• [TASK OBJECTIVE] All entries below are to be set down again, identical to the source.

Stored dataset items
§ §

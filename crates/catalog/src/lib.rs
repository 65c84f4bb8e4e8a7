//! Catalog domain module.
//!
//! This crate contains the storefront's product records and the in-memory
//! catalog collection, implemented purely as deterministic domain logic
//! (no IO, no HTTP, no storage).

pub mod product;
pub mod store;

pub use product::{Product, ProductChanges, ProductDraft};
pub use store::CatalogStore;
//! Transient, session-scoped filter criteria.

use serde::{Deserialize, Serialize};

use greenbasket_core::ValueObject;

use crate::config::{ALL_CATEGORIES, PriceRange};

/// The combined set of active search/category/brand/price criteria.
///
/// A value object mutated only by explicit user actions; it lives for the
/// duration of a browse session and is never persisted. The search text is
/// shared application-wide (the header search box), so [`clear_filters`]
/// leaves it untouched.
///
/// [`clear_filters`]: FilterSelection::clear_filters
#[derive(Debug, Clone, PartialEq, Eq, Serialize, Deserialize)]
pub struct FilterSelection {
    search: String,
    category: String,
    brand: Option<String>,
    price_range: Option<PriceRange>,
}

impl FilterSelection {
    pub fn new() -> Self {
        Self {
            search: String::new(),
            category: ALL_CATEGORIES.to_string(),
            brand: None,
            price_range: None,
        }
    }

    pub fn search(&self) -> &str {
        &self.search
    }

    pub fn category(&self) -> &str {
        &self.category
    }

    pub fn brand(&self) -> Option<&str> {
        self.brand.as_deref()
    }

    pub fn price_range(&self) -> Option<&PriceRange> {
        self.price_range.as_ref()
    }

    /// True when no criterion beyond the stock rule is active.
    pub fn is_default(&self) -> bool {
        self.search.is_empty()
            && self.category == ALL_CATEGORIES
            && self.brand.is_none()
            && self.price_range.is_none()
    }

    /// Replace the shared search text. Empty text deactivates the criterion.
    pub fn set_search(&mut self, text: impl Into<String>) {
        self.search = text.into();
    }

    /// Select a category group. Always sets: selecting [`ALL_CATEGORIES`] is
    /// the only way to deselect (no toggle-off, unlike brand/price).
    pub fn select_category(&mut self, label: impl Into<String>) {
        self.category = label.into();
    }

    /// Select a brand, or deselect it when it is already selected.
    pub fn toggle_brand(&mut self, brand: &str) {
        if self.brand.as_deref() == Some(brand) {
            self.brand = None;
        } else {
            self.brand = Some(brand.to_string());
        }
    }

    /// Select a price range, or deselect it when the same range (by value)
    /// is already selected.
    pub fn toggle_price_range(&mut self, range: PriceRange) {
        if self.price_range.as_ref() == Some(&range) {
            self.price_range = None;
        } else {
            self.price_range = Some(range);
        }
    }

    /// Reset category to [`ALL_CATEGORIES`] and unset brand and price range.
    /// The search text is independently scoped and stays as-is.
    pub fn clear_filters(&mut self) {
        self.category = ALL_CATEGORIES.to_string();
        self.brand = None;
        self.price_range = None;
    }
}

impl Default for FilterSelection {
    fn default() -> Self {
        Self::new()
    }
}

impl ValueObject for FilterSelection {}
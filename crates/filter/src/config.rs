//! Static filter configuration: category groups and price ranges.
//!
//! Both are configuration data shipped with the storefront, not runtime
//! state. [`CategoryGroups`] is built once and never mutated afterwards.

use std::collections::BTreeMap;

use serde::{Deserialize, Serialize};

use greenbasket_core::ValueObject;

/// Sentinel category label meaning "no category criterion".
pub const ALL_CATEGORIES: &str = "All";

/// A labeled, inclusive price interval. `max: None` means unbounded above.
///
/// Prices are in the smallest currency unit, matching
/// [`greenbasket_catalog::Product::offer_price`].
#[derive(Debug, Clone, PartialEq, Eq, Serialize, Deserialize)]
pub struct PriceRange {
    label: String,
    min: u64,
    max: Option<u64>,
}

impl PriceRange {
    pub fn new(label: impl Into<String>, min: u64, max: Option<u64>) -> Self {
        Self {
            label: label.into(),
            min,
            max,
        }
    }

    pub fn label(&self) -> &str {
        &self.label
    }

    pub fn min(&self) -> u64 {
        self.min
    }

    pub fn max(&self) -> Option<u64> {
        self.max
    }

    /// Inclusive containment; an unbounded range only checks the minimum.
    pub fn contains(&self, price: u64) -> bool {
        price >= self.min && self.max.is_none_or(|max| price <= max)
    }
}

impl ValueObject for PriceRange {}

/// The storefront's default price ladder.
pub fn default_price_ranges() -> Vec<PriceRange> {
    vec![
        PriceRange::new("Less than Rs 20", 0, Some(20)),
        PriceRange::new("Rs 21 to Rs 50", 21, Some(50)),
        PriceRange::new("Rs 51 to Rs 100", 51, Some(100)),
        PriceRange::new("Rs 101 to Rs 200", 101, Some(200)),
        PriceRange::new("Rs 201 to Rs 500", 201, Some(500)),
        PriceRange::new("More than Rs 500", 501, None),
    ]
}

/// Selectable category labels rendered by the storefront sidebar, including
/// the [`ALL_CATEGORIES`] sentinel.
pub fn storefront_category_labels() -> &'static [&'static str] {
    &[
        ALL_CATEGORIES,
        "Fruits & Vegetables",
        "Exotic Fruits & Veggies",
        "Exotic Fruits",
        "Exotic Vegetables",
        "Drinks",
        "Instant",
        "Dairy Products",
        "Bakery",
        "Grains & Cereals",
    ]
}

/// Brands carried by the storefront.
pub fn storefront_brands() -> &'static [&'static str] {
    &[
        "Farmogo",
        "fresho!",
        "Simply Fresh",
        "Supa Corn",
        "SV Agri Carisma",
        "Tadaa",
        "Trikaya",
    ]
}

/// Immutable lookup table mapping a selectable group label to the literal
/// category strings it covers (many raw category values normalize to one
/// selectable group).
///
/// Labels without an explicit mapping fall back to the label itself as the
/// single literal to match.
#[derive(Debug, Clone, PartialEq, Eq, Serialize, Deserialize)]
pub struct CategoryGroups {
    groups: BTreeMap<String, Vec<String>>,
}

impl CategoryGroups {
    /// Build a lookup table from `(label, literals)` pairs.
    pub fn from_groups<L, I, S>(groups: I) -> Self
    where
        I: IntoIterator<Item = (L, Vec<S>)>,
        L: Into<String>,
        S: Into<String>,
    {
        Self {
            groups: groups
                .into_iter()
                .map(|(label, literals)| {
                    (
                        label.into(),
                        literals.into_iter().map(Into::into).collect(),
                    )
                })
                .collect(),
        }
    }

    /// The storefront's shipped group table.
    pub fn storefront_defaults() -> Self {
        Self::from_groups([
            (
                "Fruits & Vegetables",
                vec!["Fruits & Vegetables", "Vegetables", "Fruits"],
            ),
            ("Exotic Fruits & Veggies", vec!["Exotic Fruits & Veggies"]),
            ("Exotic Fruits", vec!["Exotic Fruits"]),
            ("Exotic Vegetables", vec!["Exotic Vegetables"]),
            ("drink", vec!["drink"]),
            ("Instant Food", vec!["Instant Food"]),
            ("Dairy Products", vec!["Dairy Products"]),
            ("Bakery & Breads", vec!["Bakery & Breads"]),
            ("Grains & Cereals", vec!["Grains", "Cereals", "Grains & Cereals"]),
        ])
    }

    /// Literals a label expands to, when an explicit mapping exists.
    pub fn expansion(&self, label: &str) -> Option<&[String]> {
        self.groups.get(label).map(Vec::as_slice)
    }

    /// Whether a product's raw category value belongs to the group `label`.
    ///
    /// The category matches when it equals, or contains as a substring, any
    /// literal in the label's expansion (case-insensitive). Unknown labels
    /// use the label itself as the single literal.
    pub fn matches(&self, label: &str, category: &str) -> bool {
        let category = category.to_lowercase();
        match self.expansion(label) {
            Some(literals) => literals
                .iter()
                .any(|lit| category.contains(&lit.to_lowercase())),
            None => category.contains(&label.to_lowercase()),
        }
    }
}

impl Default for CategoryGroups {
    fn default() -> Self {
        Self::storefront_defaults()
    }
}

§ §

• [RESULT]
filename crates/catalog/src/lib.rs
repository 65c84f4bb8e4e8a7
//! Catalog domain module.
//!
//! This crate contains the storefront's product records and the in-memory
//! catalog collection, implemented purely as deterministic domain logic
//! (no IO, no HTTP, no storage).

pub mod product;
pub mod store;

pub use product::{Product, ProductChanges, ProductDraft};
pub use store::CatalogStore;
//! Transient, session-scoped filter criteria.

use serde::{Deserialize, Serialize};

use greenbasket_core::ValueObject;

use crate::config::{ALL_CATEGORIES, PriceRange};

/// The combined set of active search/category/brand/price criteria.
///
/// A value object mutated only by explicit user actions; it lives for the
/// duration of a browse session and is never persisted. The search text is
/// shared application-wide (the header search box), so [`clear_filters`]
/// leaves it untouched.
///
/// [`clear_filters`]: FilterSelection::clear_filters
#[derive(Debug, Clone, PartialEq, Eq, Serialize, Deserialize)]
pub struct FilterSelection {
    search: String,
    category: String,
    brand: Option<String>,
    price_range: Option<PriceRange>,
}

impl FilterSelection {
    pub fn new() -> Self {
        Self {
            search: String::new(),
            category: ALL_CATEGORIES.to_string(),
            brand: None,
            price_range: None,
        }
    }

    pub fn search(&self) -> &str {
        &self.search
    }

    pub fn category(&self) -> &str {
        &self.category
    }

    pub fn brand(&self) -> Option<&str> {
        self.brand.as_deref()
    }

    pub fn price_range(&self) -> Option<&PriceRange> {
        self.price_range.as_ref()
    }

    /// True when no criterion beyond the stock rule is active.
    pub fn is_default(&self) -> bool {
        self.search.is_empty()
            && self.category == ALL_CATEGORIES
            && self.brand.is_none()
            && self.price_range.is_none()
    }

    /// Replace the shared search text. Empty text deactivates the criterion.
    pub fn set_search(&mut self, text: impl Into<String>) {
        self.search = text.into();
    }

    /// Select a category group. Always sets: selecting [`ALL_CATEGORIES`] is
    /// the only way to deselect (no toggle-off, unlike brand/price).
    pub fn select_category(&mut self, label: impl Into<String>) {
        self.category = label.into();
    }

    /// Select a brand, or deselect it when it is already selected.
    pub fn toggle_brand(&mut self, brand: &str) {
        if self.brand.as_deref() == Some(brand) {
            self.brand = None;
        } else {
            self.brand = Some(brand.to_string());
        }
    }

    /// Select a price range, or deselect it when the same range (by value)
    /// is already selected.
    pub fn toggle_price_range(&mut self, range: PriceRange) {
        if self.price_range.as_ref() == Some(&range) {
            self.price_range = None;
        } else {
            self.price_range = Some(range);
        }
    }

    /// Reset category to [`ALL_CATEGORIES`] and unset brand and price range.
    /// The search text is independently scoped and stays as-is.
    pub fn clear_filters(&mut self) {
        self.category = ALL_CATEGORIES.to_string();
        self.brand = None;
        self.price_range = None;
    }
}

impl Default for FilterSelection {
    fn default() -> Self {
        Self::new()
    }
}

impl ValueObject for FilterSelection {}
filename crates/filter/src/config.rs
//! Static filter configuration: category groups and price ranges.
//!
//! Both are configuration data shipped with the storefront, not runtime
//! state. [`CategoryGroups`] is built once and never mutated afterwards.

use std::collections::BTreeMap;

use serde::{Deserialize, Serialize};

use greenbasket_core::ValueObject;

/// Sentinel category label meaning "no category criterion".
pub const ALL_CATEGORIES: &str = "All";

/// A labeled, inclusive price interval. `max: None` means unbounded above.
///
/// Prices are in the smallest currency unit, matching
/// [`greenbasket_catalog::Product::offer_price`].
#[derive(Debug, Clone, PartialEq, Eq, Serialize, Deserialize)]
pub struct PriceRange {
    label: String,
    min: u64,
    max: Option<u64>,
}

impl PriceRange {
    pub fn new(label: impl Into<String>, min: u64, max: Option<u64>) -> Self {
        Self {
            label: label.into(),
            min,
            max,
        }
    }

    pub fn label(&self) -> &str {
        &self.label
    }

    pub fn min(&self) -> u64 {
        self.min
    }

    pub fn max(&self) -> Option<u64> {
        self.max
    }

    /// Inclusive containment; an unbounded range only checks the minimum.
    pub fn contains(&self, price: u64) -> bool {
        price >= self.min && self.max.is_none_or(|max| price <= max)
    }
}

impl ValueObject for PriceRange {}

/// The storefront's default price ladder.
pub fn default_price_ranges() -> Vec<PriceRange> {
    vec![
        PriceRange::new("Less than Rs 20", 0, Some(20)),
        PriceRange::new("Rs 21 to Rs 50", 21, Some(50)),
        PriceRange::new("Rs 51 to Rs 100", 51, Some(100)),
        PriceRange::new("Rs 101 to Rs 200", 101, Some(200)),
        PriceRange::new("Rs 201 to Rs 500", 201, Some(500)),
        PriceRange::new("More than Rs 500", 501, None),
    ]
}

/// Selectable category labels rendered by the storefront sidebar, including
/// the [`ALL_CATEGORIES`] sentinel.
pub fn storefront_category_labels() -> &'static [&'static str] {
    &[
        ALL_CATEGORIES,
        "Fruits & Vegetables",
        "Exotic Fruits & Veggies",
        "Exotic Fruits",
        "Exotic Vegetables",
        "Drinks",
        "Instant",
        "Dairy Products",
        "Bakery",
        "Grains & Cereals",
    ]
}

/// Brands carried by the storefront.
pub fn storefront_brands() -> &'static [&'static str] {
    &[
        "Farmogo",
        "fresho!",
        "Simply Fresh",
        "Supa Corn",
        "SV Agri Carisma",
        "Tadaa",
        "Trikaya",
    ]
}

/// Immutable lookup table mapping a selectable group label to the literal
/// category strings it covers (many raw category values normalize to one
/// selectable group).
///
/// Labels without an explicit mapping fall back to the label itself as the
/// single literal to match.
#[derive(Debug, Clone, PartialEq, Eq, Serialize, Deserialize)]
pub struct CategoryGroups {
    groups: BTreeMap<String, Vec<String>>,
}

impl CategoryGroups {
    /// Build a lookup table from `(label, literals)` pairs.
    pub fn from_groups<L, I, S>(groups: I) -> Self
    where
        I: IntoIterator<Item = (L, Vec<S>)>,
        L: Into<String>,
        S: Into<String>,
    {
        Self {
            groups: groups
                .into_iter()
                .map(|(label, literals)| {
                    (
                        label.into(),
                        literals.into_iter().map(Into::into).collect(),
                    )
                })
                .collect(),
        }
    }

    /// The storefront's shipped group table.
    pub fn storefront_defaults() -> Self {
        Self::from_groups([
            (
                "Fruits & Vegetables",
                vec!["Fruits & Vegetables", "Vegetables", "Fruits"],
            ),
            ("Exotic Fruits & Veggies", vec!["Exotic Fruits & Veggies"]),
            ("Exotic Fruits", vec!["Exotic Fruits"]),
            ("Exotic Vegetables", vec!["Exotic Vegetables"]),
            ("drink", vec!["drink"]),
            ("Instant Food", vec!["Instant Food"]),
            ("Dairy Products", vec!["Dairy Products"]),
            ("Bakery & Breads", vec!["Bakery & Breads"]),
            ("Grains & Cereals", vec!["Grains", "Cereals", "Grains & Cereals"]),
        ])
    }

    /// Literals a label expands to, when an explicit mapping exists.
    pub fn expansion(&self, label: &str) -> Option<&[String]> {
        self.groups.get(label).map(Vec::as_slice)
    }

    /// Whether a product's raw category value belongs to the group `label`.
    ///
    /// The category matches when it equals, or contains as a substring, any
    /// literal in the label's expansion (case-insensitive). Unknown labels
    /// use the label itself as the single literal.
    pub fn matches(&self, label: &str, category: &str) -> bool {
        let category = category.to_lowercase();
        match self.expansion(label) {
            Some(literals) => literals
                .iter()
                .any(|lit| category.contains(&lit.to_lowercase())),
            None => category.contains(&label.to_lowercase()),
        }
    }
}

impl Default for CategoryGroups {
    fn default() -> Self {
        Self::storefront_defaults()
    }
}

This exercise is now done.